During President Hassan Sheikh Mohamud initiated Somalia’s pursuit of EAC membership during his previous term as a president from 2012 to 2017. However, little progress was made during his first term and, following his re-election, President Hassan reignited his pursuit of EAC membership without consulting essential stakeholders such as the parliament, the opposition, and civil society. This unilateral decision has raised doubts about the president’s dedication to establishing a government based on consensus. Moreover, his decision to pursue EAC membership has evoked mixed responses within Somalia. While some Somalis perceive joining the EAC as advantageous for the country, others express concerns about potential risks to Somalia’s economic and social development. President Hassan has defended his decision, emphasising that Somalia’s best interests lie in becoming a member of the EAC.
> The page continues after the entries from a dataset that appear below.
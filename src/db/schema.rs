//! Database schema initialization

use sqlx::SqlitePool;

/// Initialize the database schema
pub async fn initialize_schema(pool: &SqlitePool) -> Result<(), sqlx::Error> {
    sqlx::query(SCHEMA_SQL).execute(pool).await?;

    Ok(())
}

const SCHEMA_SQL: &str = r#"
-- Users (credential lookup and activation)
CREATE TABLE IF NOT EXISTS users (
    id BLOB PRIMARY KEY,
    user_name TEXT NOT NULL UNIQUE,
    password_hash TEXT NOT NULL,
    activation_code TEXT,
    active INTEGER NOT NULL DEFAULT 1,
    activated INTEGER NOT NULL DEFAULT 0,
    last_login TEXT,
    created_at TEXT NOT NULL
);

-- Browser sessions, keyed by a hash of the cookie secret
CREATE TABLE IF NOT EXISTS sessions (
    id INTEGER PRIMARY KEY AUTOINCREMENT,
    session_hash TEXT NOT NULL UNIQUE,
    user_id BLOB,
    ip_address TEXT,
    created_at TEXT NOT NULL,
    last_accessed TEXT NOT NULL,
    expired INTEGER NOT NULL DEFAULT 0
);

-- Access tokens, stored as SHA-256 digests
CREATE TABLE IF NOT EXISTS access_tokens (
    token_hash TEXT PRIMARY KEY,
    user_id BLOB NOT NULL,
    issued_at TEXT NOT NULL,
    expires_at TEXT NOT NULL
);

CREATE INDEX IF NOT EXISTS idx_access_tokens_user ON access_tokens(user_id);

-- At most one live refresh token per user
CREATE TABLE IF NOT EXISTS refresh_tokens (
    user_id BLOB PRIMARY KEY,
    token_hash TEXT NOT NULL,
    issued_at TEXT NOT NULL,
    expires_at TEXT NOT NULL
);

-- Upload ledger
CREATE TABLE IF NOT EXISTS uploads (
    id BLOB PRIMARY KEY,
    user_id BLOB NOT NULL,
    machine_id INTEGER,
    path TEXT NOT NULL,
    backend TEXT NOT NULL,
    declared_size INTEGER NOT NULL,
    part_count INTEGER,
    received_bytes INTEGER NOT NULL DEFAULT 0,
    status TEXT NOT NULL DEFAULT 'initialized',
    backend_handle TEXT,
    location TEXT,
    failure_reason TEXT,
    created_at TEXT NOT NULL,
    updated_at TEXT NOT NULL
);

CREATE INDEX IF NOT EXISTS idx_uploads_user ON uploads(user_id);
CREATE INDEX IF NOT EXISTS idx_uploads_status ON uploads(status);

CREATE TABLE IF NOT EXISTS upload_parts (
    upload_id BLOB NOT NULL,
    part_id INTEGER NOT NULL,
    size INTEGER NOT NULL,
    checksum TEXT NOT NULL,
    etag TEXT,
    recorded_at TEXT NOT NULL,

    PRIMARY KEY (upload_id, part_id)
);

-- Backup agents, upserted by heartbeat
CREATE TABLE IF NOT EXISTS machines (
    id INTEGER PRIMARY KEY AUTOINCREMENT,
    host_name TEXT NOT NULL UNIQUE,
    os TEXT NOT NULL,
    dns_name TEXT NOT NULL,
    ip_address TEXT,
    domain TEXT NOT NULL,
    client_version TEXT NOT NULL,
    last_check_in TEXT NOT NULL
);

CREATE TABLE IF NOT EXISTS user_machines (
    machine_id INTEGER NOT NULL,
    user_id BLOB NOT NULL,
    last_check_in TEXT NOT NULL,

    PRIMARY KEY (machine_id, user_id)
);

-- Client settings with per-user overrides
CREATE TABLE IF NOT EXISTS client_settings (
    setting_id INTEGER PRIMARY KEY AUTOINCREMENT,
    name TEXT NOT NULL UNIQUE,
    value TEXT NOT NULL,
    data_type TEXT NOT NULL DEFAULT 'string'
);

CREATE TABLE IF NOT EXISTS user_settings (
    setting_id INTEGER NOT NULL,
    user_id BLOB NOT NULL,
    value TEXT NOT NULL,

    PRIMARY KEY (setting_id, user_id)
);

-- Authentication and error events
CREATE TABLE IF NOT EXISTS event_log (
    id INTEGER PRIMARY KEY AUTOINCREMENT,
    user_id BLOB,
    category TEXT NOT NULL,
    severity TEXT NOT NULL,
    message TEXT NOT NULL,
    created_at TEXT NOT NULL
);
"#;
To assess Somalia’s readiness to join the EAC, the regional bloc undertook a comprehensive verification mission. A team of experts well versed in politics, economics, and social systems, was tasked with evaluating Somalia’s progress. The evaluation included a thorough review of economic performance, trade policies, and potential contributions to the EAC’s integration efforts. During this process, the team engaged with various government institutions and private organisations, conducting comprehensive assessments and discussions to gauge Somalia’s preparedness.

One of the key requirements for Somalia is demonstrating an unwavering commitment to upholding principles such as good governance, democracy, the rule of law, and respect for human rights. Somalia must also showcase a vibrant market economy that fosters regional trade and collaboration.

Successful integration into the EAC would not only elevate Somalia’s regional stature but would also foster deeper bonds of cooperation and shared prosperity among the East African nations. While this is a positive step towards regional integration and economic development, there are several reasons for pessimism about the potential success of Somalia’s membership in the EAC.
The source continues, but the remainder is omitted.